(Collected data entries)
---
//! Schema-level validation of stored attributes.
//!
//! Writes through typed descriptors are validated at the boundary. Values
//! that entered a map some other way (decoded payloads, raw `put`) are only
//! checked when a caller asks for it here.
//!
//! **Note:** Checks are per attribute. Unknown names are allowed, and rules
//! spanning several attributes of one asset are not expressed.

use rustc_hash::FxHashMap;

use crate::asset::{AssetKind, HasAttributes};
use crate::error::ValidationError;
use crate::model::{AttributeMap, DescribeAttribute};

/// Registry of attribute descriptors for one vocabulary, keyed by name.
#[derive(Default)]
pub struct AttributeSchema {
    descriptors: FxHashMap<String, &'static dyn DescribeAttribute>,
}

impl AttributeSchema {
    pub fn new() -> Self {
        Self::default()
    }

    /// Builds a schema from a vocabulary, failing on the first name declared
    /// with two value types.
    pub fn from_vocabulary(
        vocabulary: impl IntoIterator<Item = &'static dyn DescribeAttribute>,
    ) -> Result<Self, ValidationError> {
        let mut schema = Self::new();
        for descriptor in vocabulary {
            schema.register(descriptor)?;
        }
        Ok(schema)
    }

    /// Registers a descriptor.
    ///
    /// Re-registering a name with the same value type replaces the previous
    /// entry; a different value type is rejected.
    pub fn register(&mut self, descriptor: &'static dyn DescribeAttribute) -> Result<(), ValidationError> {
        if let Some(registered) = self.descriptors.get(descriptor.name()) {
            if registered.value_type() != descriptor.value_type() {
                return Err(ValidationError::DataTypeInconsistent {
                    attribute: descriptor.name().to_owned(),
                    registered: registered.value_type(),
                    declared: descriptor.value_type(),
                });
            }
        }
        self.descriptors.insert(descriptor.name().to_owned(), descriptor);
        Ok(())
    }

    pub fn get(&self, name: &str) -> Option<&'static dyn DescribeAttribute> {
        self.descriptors.get(name).copied()
    }

    pub fn contains(&self, name: &str) -> bool {
        self.descriptors.contains_key(name)
    }

    pub fn len(&self) -> usize {
        self.descriptors.len()
    }

    pub fn is_empty(&self) -> bool {
        self.descriptors.is_empty()
    }
}

impl std::fmt::Debug for AttributeSchema {
    fn fmt(&self, f: &mut std::fmt::Formatter<'_>) -> std::fmt::Result {
        let mut names: Vec<&str> = self.descriptors.keys().map(String::as_str).collect();
        names.sort_unstable();
        f.debug_struct("AttributeSchema").field("descriptors", &names).finish()
    }
}

/// Validates stored values against a schema.
///
/// Attributes without a value and attributes not in the schema are skipped.
/// Attributes are visited in name order, so the reported error is stable.
pub fn validate_attributes(attributes: &AttributeMap, schema: &AttributeSchema) -> Result<(), ValidationError> {
    for (name, attribute) in attributes.sorted() {
        let (Some(descriptor), Some(value)) = (schema.get(name), attribute.value()) else {
            continue;
        };
        if let Some(reason) = descriptor.check(value) {
            return Err(ValidationError::TypeMismatch {
                attribute: name.to_owned(),
                expected: descriptor.value_type_name(),
                reason,
            });
        }
    }
    Ok(())
}

/// Validates the attributes of a façade against its kind's vocabulary.
pub fn validate_asset<K: AssetKind>(asset: &K) -> Result<(), ValidationError> {
    let schema = K::schema()?;
    validate_attributes(asset.attributes(), &schema)
}

#[cfg(test)]
mod tests {
    use super::*;
    use crate::asset::light::{self, Light};
    use crate::asset::storage::ElectricityStorage;
    use crate::model::{value_types, Attribute, AttributeDescriptor, Value};

    fn leak<T: crate::model::AttributeValue + Sync + Send>(
        descriptor: AttributeDescriptor<T>,
    ) -> &'static dyn DescribeAttribute {
        Box::leak(Box::new(descriptor))
    }

    #[test]
    fn test_register_rejects_inconsistent_type() {
        let mut schema = AttributeSchema::new();
        schema
            .register(leak(AttributeDescriptor::builder("level", &value_types::PERCENTAGE_INTEGER_0_100).declare()))
            .unwrap();
        // Same storage type, different constraint: allowed.
        schema
            .register(leak(AttributeDescriptor::builder("level", &value_types::POSITIVE_INTEGER).declare()))
            .unwrap();

        let err = schema
            .register(leak(AttributeDescriptor::builder("level", &value_types::TEXT).declare()))
            .unwrap_err();
        assert!(matches!(err, ValidationError::DataTypeInconsistent { ref attribute, .. } if attribute == "level"));
        assert_eq!(schema.len(), 1);
    }

    #[test]
    fn test_validate_type_mismatch() {
        let schema = Light::schema().unwrap();
        let mut attributes = AttributeMap::new();
        attributes.put(Attribute::new("brightness").with_value(250));

        let err = validate_attributes(&attributes, &schema).unwrap_err();
        assert_eq!(
            err,
            ValidationError::TypeMismatch {
                attribute: "brightness".to_string(),
                expected: "percentageInteger0100",
                reason: "integer out of range",
            }
        );
    }

    #[test]
    fn test_unknown_and_empty_attributes_are_allowed() {
        let schema = Light::schema().unwrap();
        let mut attributes = AttributeMap::new();
        attributes.put(Attribute::new("firmware").with_value(Value::from(3)));
        attributes.put(Attribute::new("brightness"));
        attributes.put(Attribute::new("onOff").with_value(true));
        assert!(validate_attributes(&attributes, &schema).is_ok());
    }

    #[test]
    fn test_validate_asset_reports_first_by_name() {
        let mut battery = ElectricityStorage::new("battery-1");
        battery
            .attributes_mut()
            .put(Attribute::new("energyIn").with_value("lots"));
        battery
            .attributes_mut()
            .put(Attribute::new("chargeCycles").with_value(Value::Number(12.5)));

        let err = validate_asset(&battery).unwrap_err();
        assert!(matches!(err, ValidationError::TypeMismatch { ref attribute, .. } if attribute == "chargeCycles"));
    }

    #[test]
    fn test_schema_lookup() {
        let schema = Light::schema().unwrap();
        assert!(schema.contains("onOff"));
        assert_eq!(schema.get("brightness").map(|d| d.name()), Some(light::BRIGHTNESS.name()));
        assert!(schema.get("energyIn").is_none());
    }
}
---
■ DIRECTIONS FOR THIS TASK:
Please restate the records word for word. Go from the first line to the line with "pub struct AttributeSchema" and include both.

■ ANSWER SPACE:
//! Schema-level validation of stored attributes.
//!
//! Writes through typed descriptors are validated at the boundary. Values
//! that entered a map some other way (decoded payloads, raw `put`) are only
//! checked when a caller asks for it here.
//!
//! **Note:** Checks are per attribute. Unknown names are allowed, and rules
//! spanning several attributes of one asset are not expressed.

use rustc_hash::FxHashMap;

use crate::asset::{AssetKind, HasAttributes};
use crate::error::ValidationError;
use crate::model::{AttributeMap, DescribeAttribute};

/// Registry of attribute descriptors for one vocabulary, keyed by name.
#[derive(Default)]
pub struct AttributeSchema {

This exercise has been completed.